Background information
- Also known as: Flesh Hammer
- Born: August 29, 1956 Marietta, Georgia, US
- Origin: Athens, Georgia, US
- Died: May 29, 2019 (aged 62) Durham, North Carolina, US
- Genres: Alternative rock; Jangle pop; Garage rock; Rock;
- Formerly of: Guadalcanal Diary; Hillbilly Frankenstein; The Woggles; Bomber City;
- Spouses: ; Rhett Crowe ​ ​(m. 1988, divorced)​ ; Phyllis Bridges-Walls ​ ​(m. 1997; died 2019)​

= Jeff Walls =

American musician (1956–2019)

Jeffrey Kermit Walls (August 29, 1956 – May 29, 2019) was an American musician, songwriter, and producer. He gained prominence as the lead guitarist of the 1980s alternative rock band Guadalcanal Diary, which originated from Marietta, Georgia.

== Early life ==
The son of an engineer, Jeff Walls was born in Marietta, Georgia. Walls went to Marietta High School with future Guadalcanal Diary members Rhett Crowe, Murray Attaway, and John Poe.

== Family ==
In 1988, Jeff Walls and Rhett Crowe, bassist for Guadalcanal Diary, married. Their daughter, Lillian, was born the following year. Their son, Carson, was born in 1990. Walls and Crowe later divorced. In 1997, Jeff married Hillbilly Frankenstein bassist Phyllis (Bridges) Walls and welcomed stepdaughter Maggie. Grandchildren include Kaitlyn (2003), Eva (2015) and Ezra (2020).

== Career ==

=== Guadalcanal Diary ===
Guadalcanal Diary, originating from Marietta, Georgia, was established after Walls and Murray Attaway transitioned away from their high school punk band, Strictly American. The band formed in 1981 and initially released an EP titled "Watusi Rodeo" along with the full-length LP "Walking in the Shadow of the Big Man" under DB Records. In 1985, they signed with Elektra Records, which reissued their debut LP and released three subsequent albums: "Jamboree" (1986), "2X4" (1987), and "Flip-Flop" (1989).

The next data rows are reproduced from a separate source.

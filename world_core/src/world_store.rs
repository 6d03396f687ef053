use std::collections::{HashMap, HashSet};

use crate::common::{LocationId, Principal};
use crate::error::{Result, WorldError};
use crate::location::{Location, UNSET_LOCATION};
use crate::registry::Registry;

/// Stored location data plus the set of frozen locations.
///
/// Who owns what and which ids exist is answered by the [`Registry`] passed
/// to each mutation, never stored here.
#[derive(Clone, Debug, Default)]
pub struct WorldGraphStore {
    locations: HashMap<LocationId, Location>,
    frozen: HashSet<LocationId>,
}

impl WorldGraphStore {
    pub fn new() -> Self {
        Self::default()
    }

    /// The stored location, or the empty location if `id` was never updated.
    pub fn get(&self, id: LocationId) -> &Location {
        log::trace!("Reading location [{id}]");
        self.locations.get(&id).unwrap_or(&UNSET_LOCATION)
    }

    pub fn is_frozen(&self, id: LocationId) -> bool {
        log::trace!("Reading frozen flag of [{id}]");
        self.frozen.contains(&id)
    }

    /// Locks or unlocks `id` against updates. Only privileged callers may do
    /// this. Setting the flag it already has is not an error.
    pub fn set_frozen<R: Registry + ?Sized>(
        &mut self,
        registry: &R,
        caller: &Principal,
        id: LocationId,
        frozen: bool,
    ) -> Result<()> {
        if !registry.is_privileged(caller) {
            log::warn!("[{caller}] tried to set frozen={frozen} on [{id}] without privilege");
            return Err(WorldError::Forbidden {
                caller: caller.clone(),
                id,
            });
        }
        if frozen {
            self.frozen.insert(id);
        } else {
            self.frozen.remove(&id);
        }
        log::debug!("Location [{id}] frozen={frozen} by [{caller}]");
        Ok(())
    }

    /// Replaces every field of `id` with `data`.
    ///
    /// Checked in order: the location exists, the texts fit, the caller owns
    /// it or is privileged, it is not frozen. Nothing is written unless all
    /// checks pass.
    pub fn update<R: Registry + ?Sized>(
        &mut self,
        registry: &R,
        caller: &Principal,
        id: LocationId,
        data: Location,
    ) -> Result<()> {
        let result = self.check_update(registry, caller, id, &data);
        if let Err(err) = &result {
            log::warn!("Update of [{id}] by [{caller}] rejected: {err}");
            return result;
        }
        log::debug!("Location [{id}] updated by [{caller}]");
        self.locations.insert(id, data);
        Ok(())
    }

    fn check_update<R: Registry + ?Sized>(
        &self,
        registry: &R,
        caller: &Principal,
        id: LocationId,
        data: &Location,
    ) -> Result<()> {
        if !registry.exists(id) {
            return Err(WorldError::NotFound(id));
        }
        data.validate()?;
        let is_owner = registry.owner_of(id).as_ref() == Some(caller);
        if !is_owner && !registry.is_privileged(caller) {
            return Err(WorldError::Forbidden {
                caller: caller.clone(),
                id,
            });
        }
        if self.is_frozen(id) {
            return Err(WorldError::Frozen(id));
        }
        Ok(())
    }

    /// Name of the location `exit` leads to, if there is an exit and the
    /// location it names exists.
    pub fn exit_destination_name<R: Registry + ?Sized>(
        &self,
        registry: &R,
        exit: Option<LocationId>,
    ) -> Option<&[u8]> {
        exit.filter(|id| registry.exists(*id))
            .map(|id| self.get(id).name().as_slice())
    }
}

#[cfg(test)]
mod test {
    use test_log::test;

    use super::*;
    use crate::common::Compass;
    use crate::registry::MemoryRegistry;

    struct Fixture {
        registry: MemoryRegistry,
        store: WorldGraphStore,
        owner: Principal,
        admin: Principal,
        stranger: Principal,
    }

    fn fixture() -> Fixture {
        let owner = Principal::from("owner");
        let admin = Principal::from("admin");
        let mut registry = MemoryRegistry::new();
        registry.mint(&owner, 2);
        registry.grant_privilege(admin.clone());
        Fixture {
            registry,
            store: WorldGraphStore::new(),
            owner,
            admin,
            stranger: Principal::from("stranger"),
        }
    }

    fn id(raw: u16) -> LocationId {
        LocationId::new(raw).unwrap()
    }

    fn hall() -> Location {
        Location::new()
            .with_name("Hall")
            .with_description("A long hall")
            .with_exit(Compass::East, id(2))
    }

    #[test]
    fn unset_location_reads_as_empty() {
        let Fixture { store, .. } = fixture();
        assert_eq!(&Location::default(), store.get(id(1)));
        assert_eq!(&Location::default(), store.get(id(900)));
    }

    #[test]
    fn owner_update_replaces_all_fields() {
        let Fixture {
            registry,
            mut store,
            owner,
            ..
        } = fixture();
        store.update(&registry, &owner, id(1), hall()).unwrap();
        assert_eq!(&hall(), store.get(id(1)));

        let replacement = Location::new().with_name("Cellar").with_respawn_point(true);
        store
            .update(&registry, &owner, id(1), replacement.clone())
            .unwrap();
        assert_eq!(&replacement, store.get(id(1)));
        assert_eq!(None, store.get(id(1)).east());
    }

    #[test]
    fn exits_may_point_at_unminted_locations() {
        let Fixture {
            registry,
            mut store,
            owner,
            ..
        } = fixture();
        let data = Location::new().with_exit(Compass::North, id(40));
        assert_eq!(Ok(()), store.update(&registry, &owner, id(1), data));
        assert_eq!(None, store.exit_destination_name(&registry, Some(id(40))));
    }

    #[test]
    fn update_rejections() {
        let Fixture {
            registry,
            mut store,
            owner,
            admin,
            stranger,
        } = fixture();
        assert_eq!(
            Err(WorldError::NotFound(id(3))),
            store.update(&registry, &owner, id(3), hall())
        );
        assert!(matches!(
            store.update(&registry, &owner, id(1), hall().with_name(vec![b'x'; 56])),
            Err(WorldError::TooLong { field: "name", .. })
        ));
        assert_eq!(
            Err(WorldError::Forbidden {
                caller: stranger.clone(),
                id: id(1)
            }),
            store.update(&registry, &stranger, id(1), hall())
        );
        assert_eq!(Ok(()), store.update(&registry, &admin, id(1), hall()));
        assert_eq!(&hall(), store.get(id(1)));
    }

    #[test]
    fn frozen_location_rejects_owner_and_admin() {
        let Fixture {
            registry,
            mut store,
            owner,
            admin,
            ..
        } = fixture();
        store.set_frozen(&registry, &admin, id(1), true).unwrap();
        store.set_frozen(&registry, &admin, id(1), true).unwrap();
        assert!(store.is_frozen(id(1)));
        assert_eq!(
            Err(WorldError::Frozen(id(1))),
            store.update(&registry, &owner, id(1), hall())
        );
        assert_eq!(
            Err(WorldError::Frozen(id(1))),
            store.update(&registry, &admin, id(1), hall())
        );
        assert_eq!(&Location::default(), store.get(id(1)));

        store.set_frozen(&registry, &admin, id(1), false).unwrap();
        assert_eq!(Ok(()), store.update(&registry, &owner, id(1), hall()));
    }

    #[test]
    fn only_privileged_may_freeze() {
        let Fixture {
            registry,
            mut store,
            owner,
            ..
        } = fixture();
        assert_eq!(
            Err(WorldError::Forbidden {
                caller: owner.clone(),
                id: id(1)
            }),
            store.set_frozen(&registry, &owner, id(1), true)
        );
        assert!(!store.is_frozen(id(1)));
    }

    #[test]
    fn error_precedence() {
        let Fixture {
            registry,
            mut store,
            admin,
            stranger,
            ..
        } = fixture();
        store.set_frozen(&registry, &admin, id(1), true).unwrap();
        let too_long = hall().with_description(vec![b'd'; 171]);
        assert!(matches!(
            store.update(&registry, &stranger, id(1), too_long),
            Err(WorldError::TooLong { .. })
        ));
        assert!(matches!(
            store.update(&registry, &stranger, id(1), hall()),
            Err(WorldError::Forbidden { .. })
        ));
        assert_eq!(
            Err(WorldError::NotFound(id(9))),
            store.update(&registry, &stranger, id(9), hall())
        );
    }
}
use std::net::SocketAddr;

use thiserror::Error;

use crate::lifecycle::TaskState;

#[derive(Error, Debug)]
pub enum EchoError {
    #[error("Invalid port '{0}': expected an integer between 1 and 65535")]
    InvalidPort(String),

    #[error("Task already started (state: {0})")]
    AlreadyStarted(TaskState),

    #[error("Failed to bind port {port}: {source}")]
    BindFailure {
        port: u16,
        #[source]
        source: std::io::Error,
    },

    #[error("Connection fault from {peer}: {source}")]
    ConnectionFault {
        peer: SocketAddr,
        #[source]
        source: std::io::Error,
    },

    #[error("Socket closed without a stop request: {0}")]
    UnexpectedStop(String),

    #[error("I/O error: {0}")]
    Io(#[from] std::io::Error),

    #[error(transparent)]
    Other(#[from] anyhow::Error),
}

pub type Result<T> = std::result::Result<T, EchoError>;
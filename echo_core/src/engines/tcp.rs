use std::net::{IpAddr, Ipv4Addr, SocketAddr};
use std::time::Duration;

use async_trait::async_trait;
use serde::{Deserialize, Serialize};
use tokio::io::{AsyncReadExt, AsyncWriteExt};
use tokio::net::{TcpListener, TcpStream};
use tokio_util::sync::CancellationToken;
use tokio_util::task::TaskTracker;
use tracing::{debug, info, warn};

use super::{EchoEngine, EngineContext};
use crate::error::{EchoError, Result};
use crate::events::EventSink;

#[derive(Debug, Clone, Serialize, Deserialize)]
pub struct TcpEchoConfig {
    /// Address the listener binds to.
    pub bind_ip: IpAddr,
    /// How long in-flight connections may drain after the accept loop exits
    /// before they are force-closed.
    pub drain_grace: Duration,
    /// Per-connection read buffer size.
    pub buffer_size: usize,
}

impl Default for TcpEchoConfig {
    fn default() -> Self {
        Self {
            bind_ip: IpAddr::V4(Ipv4Addr::UNSPECIFIED),
            drain_grace: Duration::from_secs(3),
            buffer_size: 4096,
        }
    }
}

/// TCP echo workload: accept connections and reflect every received byte
/// back to its sender, one handler task per connection.
pub struct TcpEchoEngine {
    config: TcpEchoConfig,
}

impl TcpEchoEngine {
    pub fn new(config: TcpEchoConfig) -> Self {
        Self { config }
    }
}

impl Default for TcpEchoEngine {
    fn default() -> Self {
        Self::new(TcpEchoConfig::default())
    }
}

#[async_trait]
impl EchoEngine for TcpEchoEngine {
    async fn run(&self, ctx: EngineContext) -> Result<()> {
        let addr = SocketAddr::new(self.config.bind_ip, ctx.port);
        let listener = TcpListener::bind(addr)
            .await
            .map_err(|source| EchoError::BindFailure {
                port: ctx.port,
                source,
            })?;
        let local = listener.local_addr()?;
        ctx.report_bound(local);
        ctx.sink.log(format!("Listening on {local} (tcp)."));
        info!(%local, "tcp listener bound");

        let handlers = TaskTracker::new();
        let force_close = CancellationToken::new();

        let outcome = loop {
            tokio::select! {
                _ = ctx.shutdown.cancelled() => {
                    ctx.sink.log("Stopped accepting connections.");
                    break Ok(());
                }
                accepted = listener.accept() => match accepted {
                    Ok((stream, peer)) => {
                        ctx.sink.log(format!("Client connection from {peer}."));
                        debug!(%peer, "accepted connection");
                        let sink = ctx.sink.clone();
                        let stop = force_close.child_token();
                        let buffer_size = self.config.buffer_size;
                        handlers.spawn(async move {
                            serve_connection(stream, peer, sink, stop, buffer_size).await;
                        });
                    }
                    Err(err) => match ctx.classify_loop_error("accept failed", err) {
                        Some(fatal) => break Err(fatal),
                        None => break Ok(()),
                    },
                },
            }
        };

        // The listener must be gone before the drain so no new peer can
        // slip in while handlers finish.
        drop(listener);

        handlers.close();
        if tokio::time::timeout(self.config.drain_grace, handlers.wait())
            .await
            .is_err()
        {
            warn!("drain grace elapsed, force-closing remaining connections");
            ctx.sink.log("Force-closing remaining connections.");
            force_close.cancel();
            handlers.wait().await;
        }

        outcome
    }

    fn name(&self) -> &str {
        "tcp"
    }
}

enum ConnectionEnd {
    PeerClosed,
    ForceClosed,
    Fault(std::io::Error),
}

/// Echoes one connection until the peer closes, an I/O error occurs, or
/// the task is force-closed. A failure here is contained to this handler;
/// the accept loop never sees it.
async fn serve_connection(
    mut stream: TcpStream,
    peer: SocketAddr,
    sink: EventSink,
    stop: CancellationToken,
    buffer_size: usize,
) {
    let mut buffer = vec![0u8; buffer_size];
    let mut total: u64 = 0;

    let end = loop {
        let read = tokio::select! {
            _ = stop.cancelled() => break ConnectionEnd::ForceClosed,
            read = stream.read(&mut buffer) => read,
        };
        match read {
            Ok(0) => break ConnectionEnd::PeerClosed,
            Ok(n) => {
                if let Err(err) = stream.write_all(&buffer[..n]).await {
                    break ConnectionEnd::Fault(err);
                }
                total += n as u64;
                debug!(%peer, bytes = n, "echoed");
            }
            Err(err) => break ConnectionEnd::Fault(err),
        }
    };

    match end {
        ConnectionEnd::PeerClosed => {
            sink.log(format!("Connection from {peer} closed, {total} bytes echoed."));
        }
        ConnectionEnd::ForceClosed => {
            sink.log(format!(
                "Connection from {peer} force-closed, {total} bytes echoed."
            ));
        }
        ConnectionEnd::Fault(err) => {
            let fault = EchoError::ConnectionFault { peer, source: err };
            warn!(%peer, "{fault}");
            sink.log(fault.to_string());
        }
    }
    // The stream drops here, closing this handler's socket.
}
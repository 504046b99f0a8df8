pub mod tcp;
pub mod udp;

use std::fmt;
use std::net::SocketAddr;
use std::str::FromStr;
use std::sync::Arc;

use async_trait::async_trait;
use serde::{Deserialize, Serialize};
use tokio::sync::watch;
use tokio_util::sync::CancellationToken;

use crate::error::{EchoError, Result};
use crate::events::EventSink;

pub use tcp::{TcpEchoConfig, TcpEchoEngine};
pub use udp::{UdpEchoConfig, UdpEchoEngine};

/// Core trait for the echo workloads driven by a task lifecycle.
#[async_trait]
pub trait EchoEngine: Send + Sync {
    /// Runs the engine to completion: bind, serve until a stop request or a
    /// fatal error, release the socket before returning.
    async fn run(&self, ctx: EngineContext) -> Result<()>;

    /// Transport name used in logs.
    fn name(&self) -> &str;
}

pub type DynEngine = Arc<dyn EchoEngine>;

/// Everything an engine needs from the task that runs it.
#[derive(Clone)]
pub struct EngineContext {
    /// Requested port; 0 binds an ephemeral port.
    pub port: u16,
    pub sink: EventSink,
    /// Cancelled when a stop was requested.
    pub shutdown: CancellationToken,
    bound: Arc<watch::Sender<Option<SocketAddr>>>,
}

impl EngineContext {
    pub(crate) fn new(
        port: u16,
        sink: EventSink,
        shutdown: CancellationToken,
        bound: Arc<watch::Sender<Option<SocketAddr>>>,
    ) -> Self {
        Self {
            port,
            sink,
            shutdown,
            bound,
        }
    }

    /// Publishes the address the engine actually bound, meaningful when the
    /// requested port was 0.
    pub fn report_bound(&self, addr: SocketAddr) {
        self.bound.send_replace(Some(addr));
    }

    /// Maps a failed accept/receive to the task outcome: after a stop
    /// request an unblocked socket is normal termination, otherwise the
    /// failure is its own distinct terminal condition.
    pub fn classify_loop_error(&self, what: &str, err: std::io::Error) -> Option<EchoError> {
        if self.shutdown.is_cancelled() {
            None
        } else {
            Some(EchoError::UnexpectedStop(format!("{what}: {err}")))
        }
    }
}

/// Which echo workload a task runs. One engine instance serves per run.
#[derive(Debug, Clone, Copy, PartialEq, Eq, Serialize, Deserialize)]
#[serde(rename_all = "lowercase")]
pub enum Transport {
    Tcp,
    Udp,
}

impl Transport {
    /// Default-configured engine for this transport.
    pub fn engine(self) -> DynEngine {
        match self {
            Transport::Tcp => Arc::new(TcpEchoEngine::default()),
            Transport::Udp => Arc::new(UdpEchoEngine::default()),
        }
    }
}

impl fmt::Display for Transport {
    fn fmt(&self, f: &mut fmt::Formatter<'_>) -> fmt::Result {
        match self {
            Transport::Tcp => write!(f, "tcp"),
            Transport::Udp => write!(f, "udp"),
        }
    }
}

impl FromStr for Transport {
    type Err = String;

    fn from_str(s: &str) -> std::result::Result<Self, Self::Err> {
        match s.to_ascii_lowercase().as_str() {
            "tcp" => Ok(Transport::Tcp),
            "udp" => Ok(Transport::Udp),
            other => Err(format!("unknown transport '{other}', expected tcp or udp")),
        }
    }
}

#[cfg(test)]
mod tests {
    use super::*;
    use crate::events;

    fn context(cancelled: bool) -> EngineContext {
        let (sink, _stream) = events::channel(16);
        let shutdown = CancellationToken::new();
        if cancelled {
            shutdown.cancel();
        }
        EngineContext::new(0, sink, shutdown, Arc::new(watch::channel(None).0))
    }

    #[test]
    fn test_loop_error_after_stop_is_normal_termination() {
        let ctx = context(true);
        let err = std::io::Error::new(std::io::ErrorKind::Other, "socket closed");
        assert!(ctx.classify_loop_error("receive failed", err).is_none());
    }

    #[test]
    fn test_loop_error_without_stop_is_unexpected() {
        let ctx = context(false);
        let err = std::io::Error::new(std::io::ErrorKind::Other, "socket closed");
        match ctx.classify_loop_error("receive failed", err) {
            Some(EchoError::UnexpectedStop(text)) => {
                assert!(text.contains("receive failed"));
                assert!(text.contains("socket closed"));
            }
            other => panic!("expected UnexpectedStop, got {other:?}"),
        }
    }

    #[test]
    fn test_transport_round_trips_through_str() {
        assert_eq!("tcp".parse::<Transport>().unwrap(), Transport::Tcp);
        assert_eq!("UDP".parse::<Transport>().unwrap(), Transport::Udp);
        assert!("icmp".parse::<Transport>().is_err());
        assert_eq!(Transport::Tcp.to_string(), "tcp");
    }
}
// UI utility functions for terminal output
use colored::Colorize;

pub fn print_success(text: &str) {
    println!("{} {}", "✓".green().bold(), text.green());
}

pub fn print_error(text: &str) {
    println!("{} {}", "✗".red().bold(), text.red());
}

pub fn print_warning(text: &str) {
    println!("{} {}", "⚠".yellow().bold(), text.yellow());
}

pub fn print_info(text: &str) {
    println!("{} {}", "ℹ".blue().bold(), text);
}
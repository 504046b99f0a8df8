use chrono::{DateTime, Utc};
use serde::Serialize;
use tokio::sync::broadcast;

/// Default ring capacity before the oldest events are evicted.
pub const DEFAULT_CAPACITY: usize = 1024;

/// One operator-facing log line. Ordering along the event stream is the
/// only guarantee tied to it.
#[derive(Debug, Clone, Serialize)]
pub struct LogEvent {
    pub timestamp: DateTime<Utc>,
    pub text: String,
}

impl LogEvent {
    pub fn now(text: impl Into<String>) -> Self {
        Self {
            timestamp: Utc::now(),
            text: text.into(),
        }
    }
}

#[derive(Debug, Clone, Serialize)]
#[serde(tag = "event", rename_all = "snake_case")]
pub enum EngineEvent {
    /// A task has been accepted for launch; usable to toggle affordances.
    TaskStarted,
    Log(LogEvent),
    /// The worker finished; carries the terminal failure, if any.
    TaskEnded { error: Option<String> },
}

/// Producer half of the event channel. Cloned freely into worker tasks;
/// emitting never blocks on the consumer's processing speed.
#[derive(Debug, Clone)]
pub struct EventSink {
    tx: broadcast::Sender<EngineEvent>,
}

/// Consumer half; exactly one per channel, drains in FIFO order on its own
/// execution context.
#[derive(Debug)]
pub struct EventStream {
    rx: broadcast::Receiver<EngineEvent>,
}

/// Creates a sink/stream pair over a bounded ring. When producers outrun
/// the consumer by more than `capacity` events, the oldest events are
/// evicted (capacity is rounded up to the next power of two).
pub fn channel(capacity: usize) -> (EventSink, EventStream) {
    let (tx, rx) = broadcast::channel(capacity.max(1));
    (EventSink { tx }, EventStream { rx })
}

impl EventSink {
    /// Enqueues a timestamped log line and returns immediately.
    pub fn log(&self, text: impl Into<String>) {
        self.send(EngineEvent::Log(LogEvent::now(text)));
    }

    pub(crate) fn send(&self, event: EngineEvent) {
        // Err means the stream is gone; events are discarded from then on.
        let _ = self.tx.send(event);
    }
}

impl EventStream {
    /// Receives the next event. Returns `None` once every sink is dropped
    /// and the ring is drained. An evicted span is reported to the consumer
    /// as a synthesized log line carrying the drop count.
    pub async fn recv(&mut self) -> Option<EngineEvent> {
        match self.rx.recv().await {
            Ok(event) => Some(event),
            Err(broadcast::error::RecvError::Lagged(missed)) => Some(EngineEvent::Log(
                LogEvent::now(format!("Event stream lagged, dropped {missed} oldest events.")),
            )),
            Err(broadcast::error::RecvError::Closed) => None,
        }
    }
}

#[cfg(test)]
mod tests {
    use super::*;

    async fn drain_logs(stream: &mut EventStream) -> Vec<String> {
        let mut texts = Vec::new();
        while let Some(event) = stream.recv().await {
            if let EngineEvent::Log(log) = event {
                texts.push(log.text);
            }
        }
        texts
    }

    #[tokio::test]
    async fn test_events_arrive_in_emission_order() {
        let (sink, mut stream) = channel(64);
        for i in 0..10 {
            sink.log(format!("event {i}"));
        }
        drop(sink);

        let texts = drain_logs(&mut stream).await;
        let expected: Vec<String> = (0..10).map(|i| format!("event {i}")).collect();
        assert_eq!(texts, expected);
    }

    // Retention policy: the ring keeps the newest `capacity` events and
    // drops the oldest, reporting the evicted span to the consumer.
    #[tokio::test]
    async fn test_oldest_events_dropped_when_consumer_lags() {
        let (sink, mut stream) = channel(4);
        for i in 0..10 {
            sink.log(format!("event {i}"));
        }
        drop(sink);

        let first = stream.recv().await.unwrap();
        match first {
            EngineEvent::Log(log) => {
                assert!(log.text.contains("dropped 6 oldest events"), "got: {}", log.text)
            }
            other => panic!("expected lag notice, got {other:?}"),
        }

        let texts = drain_logs(&mut stream).await;
        let expected: Vec<String> = (6..10).map(|i| format!("event {i}")).collect();
        assert_eq!(texts, expected);
    }

    #[tokio::test]
    async fn test_per_producer_order_survives_concurrent_emission() {
        let (sink, mut stream) = channel(4096);

        let mut handles = Vec::new();
        for producer in 0..8u32 {
            let sink = sink.clone();
            handles.push(std::thread::spawn(move || {
                for seq in 0..100u32 {
                    sink.log(format!("{producer}:{seq}"));
                }
            }));
        }
        for handle in handles {
            handle.join().unwrap();
        }
        drop(sink);

        let texts = drain_logs(&mut stream).await;
        assert_eq!(texts.len(), 800);

        let mut last_seq = [None::<u32>; 8];
        for text in texts {
            let (producer, seq) = text.split_once(':').unwrap();
            let producer: usize = producer.parse().unwrap();
            let seq: u32 = seq.parse().unwrap();
            if let Some(prev) = last_seq[producer] {
                assert!(seq > prev, "producer {producer} reordered: {prev} then {seq}");
            }
            last_seq[producer] = Some(seq);
        }
    }

    #[tokio::test]
    async fn test_stream_ends_when_all_sinks_are_gone() {
        let (sink, mut stream) = channel(16);
        let clone = sink.clone();
        sink.log("one");
        drop(sink);
        clone.log("two");
        drop(clone);

        assert!(matches!(stream.recv().await, Some(EngineEvent::Log(_))));
        assert!(matches!(stream.recv().await, Some(EngineEvent::Log(_))));
        assert!(stream.recv().await.is_none());
    }

    #[test]
    fn test_event_json_shape() {
        let json = serde_json::to_string(&EngineEvent::TaskEnded { error: None }).unwrap();
        assert!(json.contains("\"event\":\"task_ended\""));

        let json = serde_json::to_string(&EngineEvent::Log(LogEvent::now("hello"))).unwrap();
        assert!(json.contains("\"text\":\"hello\""));
        assert!(json.contains("timestamp"));
    }
}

The band experienced several reunions in the late 1990s, one of which led to the self-released live album "At Your Birthday Party" in 1999, later reissued by Omnivore Recordings in 2018. Guadalcanal Diary briefly reunited again in 2011 to mark their 30th anniversary.

Songs from Guadalcanal Diary have been featured on the television show "Billions."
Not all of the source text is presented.